- _Task prompt_: Your reply should hold only the lines from the records below where "ReplayReport" occurs.

- _Source data_:
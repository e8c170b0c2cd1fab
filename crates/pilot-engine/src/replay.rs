//! Replay of proven steps without the LLM

use serde::{Deserialize, Serialize};
use tracing::{info, instrument, warn};

use crate::agent::ProvenStep;
use crate::tools::builtin::{is_assertion, BROWSER};
use crate::tools::dispatcher::Dispatcher;
use crate::tools::ToolContext;

#[derive(Debug, Clone, Copy, PartialEq, Eq, Serialize, Deserialize)]
#[serde(rename_all = "snake_case")]
pub enum ReplayStatus {
    Passed,
    Failed,
}

/// Outcome of one replayed call
#[derive(Debug, Clone, PartialEq, Serialize, Deserialize)]
pub struct ReplayedCall {
    pub step_index: usize,
    pub tool_name: String,
    pub action: Option<String>,
    pub success: bool,
    pub observation: String,
}

#[derive(Debug, Clone, PartialEq, Serialize, Deserialize)]
pub struct ReplayReport {
    pub status: ReplayStatus,
    pub passed: usize,
    pub failed: usize,
    pub results: Vec<ReplayedCall>,
}

/// Dispatch every recorded call in order
///
/// A failed assertion stops the replay. Other failures are counted and the
/// replay moves on.
#[instrument(skip(dispatcher, steps, ctx), fields(session_id = %ctx.session_id, steps = steps.len()))]
pub async fn replay(dispatcher: &Dispatcher, steps: &[ProvenStep], ctx: &ToolContext) -> ReplayReport {
    let mut results = Vec::new();
    let mut stopped = false;

    'steps: for step in steps {
        info!(step_index = step.index, description = %step.description, "Replaying step");
        for call in &step.tool_calls {
            let outcome = dispatcher
                .dispatch_value(&call.tool_name, &call.arguments, ctx)
                .await;
            let success = outcome.is_success();
            let action = call.arguments["action"].as_str().map(str::to_string);
            let assertion = call.tool_name == BROWSER && action.as_deref().is_some_and(is_assertion);

            results.push(ReplayedCall {
                step_index: step.index,
                tool_name: call.tool_name.clone(),
                action,
                success,
                observation: outcome.observation(&call.tool_name),
            });

            if !success && assertion {
                warn!(step_index = step.index, "Assertion failed, stopping replay");
                stopped = true;
                break 'steps;
            }
        }
    }

    let passed = results.iter().filter(|r| r.success).count();
    let failed = results.len() - passed;
    let status = if failed == 0 && !stopped {
        ReplayStatus::Passed
    } else {
        ReplayStatus::Failed
    };
    info!(passed, failed, ?status, "Replay finished");

    ReplayReport {
        status,
        passed,
        failed,
        results,
    }
}

#[cfg(test)]
mod tests {
    use super::*;
    use crate::agent::ProvenCall;
    use crate::config::ChannelConfig;
    use crate::rpc::RpcChannel;
    use crate::testing::{MemoryPeer, PeerReply};
    use crate::tools::builtin::BrowserTool;
    use crate::tools::registry::ToolRegistry;
    use serde_json::{json, Value};
    use std::sync::Arc;

    fn dispatcher(peer: Arc<MemoryPeer>) -> Dispatcher {
        let mut registry = ToolRegistry::new();
        registry.register(BrowserTool::new(Arc::new(RpcChannel::new(
            peer,
            ChannelConfig::default(),
        ))));
        Dispatcher::new(registry)
    }

    fn step(index: usize, calls: Vec<Value>) -> ProvenStep {
        ProvenStep {
            index,
            description: format!("step {}", index),
            tool_calls: calls
                .into_iter()
                .map(|arguments| ProvenCall {
                    tool_name: BROWSER.to_string(),
                    arguments,
                })
                .collect(),
        }
    }

    /// Fails every command whose action is listed
    fn failing(actions: &'static [&'static str]) -> Arc<MemoryPeer> {
        MemoryPeer::new(move |cmd| {
            if actions.contains(&cmd.action.as_str()) {
                PeerReply::Json(json!({"success": false, "error": format!("{} failed", cmd.action)}))
            } else {
                PeerReply::Json(json!({"success": true, "message": "ok"}))
            }
        })
    }

    #[tokio::test(start_paused = true)]
    async fn test_all_calls_pass() {
        let peer = MemoryPeer::echo();
        let steps = vec![
            step(0, vec![json!({"action": "navigate_to", "url": "https://a"})]),
            step(1, vec![json!({"action": "click", "by_text": "Go"})]),
        ];

        let report = replay(&dispatcher(peer.clone()), &steps, &ToolContext::new("r")).await;
        assert_eq!(report.status, ReplayStatus::Passed);
        assert_eq!(report.passed, 2);
        assert_eq!(peer.command_count(), 2);
    }

    #[tokio::test(start_paused = true)]
    async fn test_failed_assertion_stops_replay() {
        let peer = failing(&["assert_url_contains"]);
        let steps = vec![
            step(0, vec![json!({"action": "assert_url_contains", "expected_text": "/home"})]),
            step(1, vec![json!({"action": "click", "by_text": "Go"})]),
        ];

        let report = replay(&dispatcher(peer.clone()), &steps, &ToolContext::new("r")).await;
        assert_eq!(report.status, ReplayStatus::Failed);
        assert_eq!(report.results.len(), 1);
        assert_eq!(peer.command_count(), 1);
    }

    #[tokio::test(start_paused = true)]
    async fn test_other_failures_continue() {
        let peer = failing(&["click_locator"]);
        let steps = vec![step(
            0,
            vec![
                json!({"action": "click", "by_text": "Maybe"}),
                json!({"action": "scroll_down"}),
            ],
        )];

        let report = replay(&dispatcher(peer), &steps, &ToolContext::new("r")).await;
        assert_eq!(report.status, ReplayStatus::Failed);
        assert_eq!((report.passed, report.failed), (1, 1));
    }
}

- _Completed exercise_:
pub struct ReplayReport {
pub async fn replay(dispatcher: &Dispatcher, steps: &[ProvenStep], ctx: &ToolContext) -> ReplayReport {
    ReplayReport {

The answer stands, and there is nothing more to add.